Return the opening lines of the material, word for word. End with the line that contains "store.init_schema().await?;".
AVAILABLE RECORDS Start Marker
//! Command implementations
//!
//! Each module corresponds to a subcommand in the CLI.

pub mod ask;
pub mod check;
pub mod ingest;
pub mod serve;
pub mod simulate;

use std::sync::Arc;

use tracing::info;

use crate::config::Config;
use crate::feed::{ArticleSource, RssSource};
use crate::graphrag::{Extractor, IngestionPipeline, QaPipeline};
use crate::integrations::{LanguageModel, OpenAiCompatClient};
use crate::store::{self, GraphStore};
use crate::Result;

/// Connected store plus the configuration the pipelines are built from.
pub struct Runtime {
    pub config: Config,
    pub store: Arc<dyn GraphStore>,
}

impl Runtime {
    /// Validate the configuration, connect the store and ensure its schema.
    pub async fn connect(config: Config) -> Result<Self> {
        config.validate()?;
        let store = store::connect(&config).await?;
        store.init_schema().await?;
        info!(backend = ?config.store.backend, "Graph store ready");
        Ok(Self { config, store })
    }

    /// Language model client from the `llm` section.
    pub fn model(&self) -> Result<Arc<dyn LanguageModel>> {
        let client = OpenAiCompatClient::new(&self.config.llm)?;
        info!(model = client.model(), "Language model configured");
        Ok(Arc::new(client))
    }

    /// Ingestion over an arbitrary source.
    pub fn ingestion(&self, source: Arc<dyn ArticleSource>) -> Result<IngestionPipeline> {
        Ok(IngestionPipeline::new(
            source,
            Extractor::new(self.model()?),
            self.store.clone(),
            &self.config.ingest,
            self.config.feed.max_items,
        ))
    }

    /// Ingestion over the configured RSS feed.
    pub fn feed_ingestion(&self) -> Result<IngestionPipeline> {
        self.ingestion(Arc::new(RssSource::new(&self.config.feed)?))
    }

    pub fn qa(&self) -> Result<QaPipeline> {
        Ok(QaPipeline::new(
            self.model()?,
            self.store.clone(),
            &self.config.qa,
        ))
    }
}
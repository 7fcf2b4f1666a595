//! Graph store backed by Neo4j

use std::collections::HashSet;
use std::future::Future;
use std::time::Duration;

use async_trait::async_trait;
use neo4rs::{query, Graph, Query};
use tracing::{debug, info};

use super::{EdgeWrite, GraphStats, GraphStore};
use crate::config::{Neo4jConfig, NodeTypePolicy};
use crate::models::{Article, Edge, ExportLink, ExportNode, GraphExport, Node, Triple};
use crate::normalize::is_canonical_relationship;
use crate::{Error, Result};

const MERGE_NODE_FIRST_WINS: &str = "MERGE (n:Entity {id: $id})
     ON CREATE SET n.type = $type, n.types = [$type]";

const MERGE_NODE_LAST_WINS: &str = "MERGE (n:Entity {id: $id})
     SET n.type = $type, n.types = [$type]";

const MERGE_NODE_MULTI_TYPE: &str = "MERGE (n:Entity {id: $id})
     ON CREATE SET n.type = $type, n.types = [$type]
     ON MATCH SET n.types = CASE
         WHEN $type IN coalesce(n.types, []) THEN n.types
         ELSE coalesce(n.types, []) + $type
     END";

/// Run `fut`, mapping an elapsed `limit` to `Error::Timeout`.
async fn bounded_by<T, F>(limit: Duration, operation: &str, fut: F) -> Result<T>
where
    F: Future<Output = Result<T>>,
{
    tokio::time::timeout(limit, fut)
        .await
        .map_err(|_| Error::Timeout {
            operation: format!("neo4j {}", operation),
            secs: limit.as_secs(),
        })?
}

/// Graph store backed by Neo4j.
///
/// Entities carry the `Entity` label and are keyed by `id`; the coarse type
/// lives in the `type` property. Articles carry the `Article` label keyed by
/// `url` and are never returned by entity queries.
pub struct Neo4jStore {
    graph: Graph,
    timeout: Duration,
}

impl Neo4jStore {
    /// Connect to the Neo4j server and verify the connection.
    pub async fn connect(config: &Neo4jConfig) -> Result<Self> {
        info!(uri = %config.uri, "🔌 Connecting to Neo4j");
        let timeout = Duration::from_secs(config.query_timeout_secs);

        let graph = tokio::time::timeout(
            timeout,
            Graph::new(
                config.uri.as_str(),
                config.username.as_str(),
                config.password.as_str(),
            ),
        )
        .await
        .map_err(|_| Error::Timeout {
            operation: "neo4j connect".to_string(),
            secs: config.query_timeout_secs,
        })??;

        let store = Self { graph, timeout };
        store.ping().await?;
        info!("✅ Connected to Neo4j");
        Ok(store)
    }

    /// Bound a store round trip by the configured timeout.
    async fn bounded<T, F>(&self, operation: &str, fut: F) -> Result<T>
    where
        F: Future<Output = Result<T>> + Send,
    {
        bounded_by(self.timeout, operation, fut).await
    }

    async fn fetch_triples(&self, operation: &str, q: Query) -> Result<Vec<Triple>> {
        self.bounded(operation, async {
            let mut result = self.graph.execute(q).await?;
            let mut triples = Vec::new();
            while let Some(row) = result.next().await? {
                triples.push(Triple {
                    subject: row.get("subject")?,
                    relationship: row.get("relationship")?,
                    object: row.get("object")?,
                    sentiment: row.get("sentiment")?,
                });
            }
            Ok(triples)
        })
        .await
    }

    async fn count(&self, operation: &str, q: Query, column: &str) -> Result<i64> {
        self.bounded(operation, async {
            let mut result = self.graph.execute(q).await?;
            match result.next().await? {
                Some(row) => Ok(row.get::<i64>(column)?),
                None => Ok(0),
            }
        })
        .await
    }
}

#[async_trait]
impl GraphStore for Neo4jStore {
    async fn ping(&self) -> Result<String> {
        self.bounded("ping", async {
            let mut result = self
                .graph
                .execute(query("RETURN 'Hello from Neo4j' AS message"))
                .await?;
            match result.next().await? {
                Some(row) => Ok(row.get::<String>("message")?),
                None => Err(Error::Store("ping returned no rows".to_string())),
            }
        })
        .await
    }

    async fn init_schema(&self) -> Result<()> {
        info!("Initializing Neo4j schema...");

        let statements = [
            "CREATE CONSTRAINT entity_id IF NOT EXISTS FOR (n:Entity) REQUIRE n.id IS UNIQUE",
            "CREATE CONSTRAINT article_url IF NOT EXISTS FOR (a:Article) REQUIRE a.url IS UNIQUE",
            "CREATE INDEX entity_type IF NOT EXISTS FOR (n:Entity) ON (n.type)",
        ];

        for statement in statements {
            self.bounded("init_schema", async {
                self.graph.run(query(statement)).await?;
                Ok(())
            })
            .await?;
        }

        info!("Schema initialized successfully");
        Ok(())
    }

    async fn upsert_node(&self, node: &Node, policy: NodeTypePolicy) -> Result<()> {
        let cypher = match policy {
            NodeTypePolicy::FirstWins => MERGE_NODE_FIRST_WINS,
            NodeTypePolicy::LastWins => MERGE_NODE_LAST_WINS,
            NodeTypePolicy::MultiType => MERGE_NODE_MULTI_TYPE,
        };
        let q = query(cypher)
            .param("id", node.id.clone())
            .param("type", node.node_type.clone());

        self.bounded("upsert_node", async {
            self.graph.run(q).await?;
            Ok(())
        })
        .await?;

        debug!(id = %node.id, node_type = %node.node_type, "Merged node");
        Ok(())
    }

    async fn upsert_edge(&self, edge: &Edge) -> Result<EdgeWrite> {
        // Relationship types cannot be parameters, so only vocabulary tokens
        // are ever interpolated.
        if !is_canonical_relationship(&edge.relationship) {
            return Err(Error::InvalidArgument(format!(
                "relationship {} is not canonical",
                edge.relationship
            )));
        }

        let cypher = format!(
            "MATCH (s:Entity {{id: $source}})
             MATCH (t:Entity {{id: $target}})
             MERGE (s)-[r:{}]->(t)
             SET r.sentiment = $sentiment
             RETURN count(r) AS written",
            edge.relationship
        );
        let q = query(&cypher)
            .param("source", edge.source.clone())
            .param("target", edge.target.clone())
            .param("sentiment", edge.sentiment.as_str());

        let written = self.count("upsert_edge", q, "written").await?;
        if written == 0 {
            return Ok(EdgeWrite::MissingEndpoint);
        }

        debug!(edge = %edge.key(), sentiment = %edge.sentiment, "Merged edge");
        Ok(EdgeWrite::Written)
    }

    async fn query_neighborhood(&self, names: &[String], limit: usize) -> Result<Vec<Triple>> {
        let q = query(
            "MATCH (n:Entity)-[r]-(m:Entity)
             WHERE n.id IN $names
             WITH DISTINCT r
             RETURN startNode(r).id AS subject,
                    type(r) AS relationship,
                    endNode(r).id AS object,
                    coalesce(r.sentiment, 'Neutral') AS sentiment
             LIMIT $limit",
        )
        .param("names", names.to_vec())
        .param("limit", limit as i64);

        self.fetch_triples("query_neighborhood", q).await
    }

    async fn query_global_sample(&self, limit: usize) -> Result<Vec<Triple>> {
        let q = query(
            "MATCH (s:Entity)-[r]->(t:Entity)
             RETURN s.id AS subject,
                    type(r) AS relationship,
                    t.id AS object,
                    coalesce(r.sentiment, 'Neutral') AS sentiment
             LIMIT $limit",
        )
        .param("limit", limit as i64);

        self.fetch_triples("query_global_sample", q).await
    }

    async fn article_exists(&self, url: &str) -> Result<bool> {
        let q = query("MATCH (a:Article {url: $url}) RETURN count(a) AS count").param("url", url);
        Ok(self.count("article_exists", q, "count").await? > 0)
    }

    async fn record_article(&self, article: &Article) -> Result<()> {
        let q = query(
            "MERGE (a:Article {url: $url})
             ON CREATE SET a.title = $title,
                           a.published = $published,
                           a.ingested_at = datetime()",
        )
        .param("url", article.link.clone())
        .param("title", article.title.clone())
        .param(
            "published",
            article
                .published
                .map(|dt| dt.to_rfc3339())
                .unwrap_or_default(),
        );

        self.bounded("record_article", async {
            self.graph.run(q).await?;
            Ok(())
        })
        .await
    }

    async fn export_graph(&self, limit: usize) -> Result<GraphExport> {
        let q = query(
            "MATCH (s:Entity)-[r]->(t:Entity)
             RETURN s.id AS source,
                    coalesce(s.type, 'Entity') AS source_group,
                    type(r) AS relationship,
                    coalesce(r.sentiment, 'Neutral') AS sentiment,
                    t.id AS target,
                    coalesce(t.type, 'Entity') AS target_group
             LIMIT $limit",
        )
        .param("limit", limit as i64);

        self.bounded("export_graph", async {
            let mut result = self.graph.execute(q).await?;
            let mut export = GraphExport::default();
            let mut seen = HashSet::new();

            while let Some(row) = result.next().await? {
                let source: String = row.get("source")?;
                let target: String = row.get("target")?;

                for (id, group_column) in [(&source, "source_group"), (&target, "target_group")] {
                    if seen.insert(id.clone()) {
                        export.nodes.push(ExportNode {
                            id: id.clone(),
                            group: row.get(group_column)?,
                        });
                    }
                }

                export.links.push(ExportLink {
                    source,
                    target,
                    relationship: row.get("relationship")?,
                    sentiment: row.get("sentiment")?,
                });
            }

            Ok(export)
        })
        .await
    }

    async fn stats(&self) -> Result<GraphStats> {
        let node_count = self
            .count(
                "stats",
                query("MATCH (n:Entity) RETURN count(n) AS count"),
                "count",
            )
            .await?;
        let edge_count = self
            .count(
                "stats",
                query("MATCH (:Entity)-[r]->(:Entity) RETURN count(r) AS count"),
                "count",
            )
            .await?;
        let article_count = self
            .count(
                "stats",
                query("MATCH (a:Article) RETURN count(a) AS count"),
                "count",
            )
            .await?;

        let sample_nodes = self
            .bounded("stats", async {
                let mut result = self
                    .graph
                    .execute(query(
                        "MATCH (n:Entity) RETURN n.id AS id, coalesce(n.type, 'Entity') AS type LIMIT 5",
                    ))
                    .await?;
                let mut nodes = Vec::new();
                while let Some(row) = result.next().await? {
                    nodes.push((row.get::<String>("id")?, row.get::<String>("type")?));
                }
                Ok(nodes)
            })
            .await?;

        Ok(GraphStats {
            node_count: node_count.max(0) as u64,
            edge_count: edge_count.max(0) as u64,
            article_count: article_count.max(0) as u64,
            sample_nodes,
        })
    }
}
AVAILABLE RECORDS End Marker
» **ANSWER FOR THE TASK**:
//! Command implementations
//!
//! Each module corresponds to a subcommand in the CLI.

pub mod ask;
pub mod check;
pub mod ingest;
pub mod serve;
pub mod simulate;

use std::sync::Arc;

use tracing::info;

use crate::config::Config;
use crate::feed::{ArticleSource, RssSource};
use crate::graphrag::{Extractor, IngestionPipeline, QaPipeline};
use crate::integrations::{LanguageModel, OpenAiCompatClient};
use crate::store::{self, GraphStore};
use crate::Result;

/// Connected store plus the configuration the pipelines are built from.
pub struct Runtime {
    pub config: Config,
    pub store: Arc<dyn GraphStore>,
}

impl Runtime {
    /// Validate the configuration, connect the store and ensure its schema.
    pub async fn connect(config: Config) -> Result<Self> {
        config.validate()?;
        let store = store::connect(&config).await?;
        store.init_schema().await?;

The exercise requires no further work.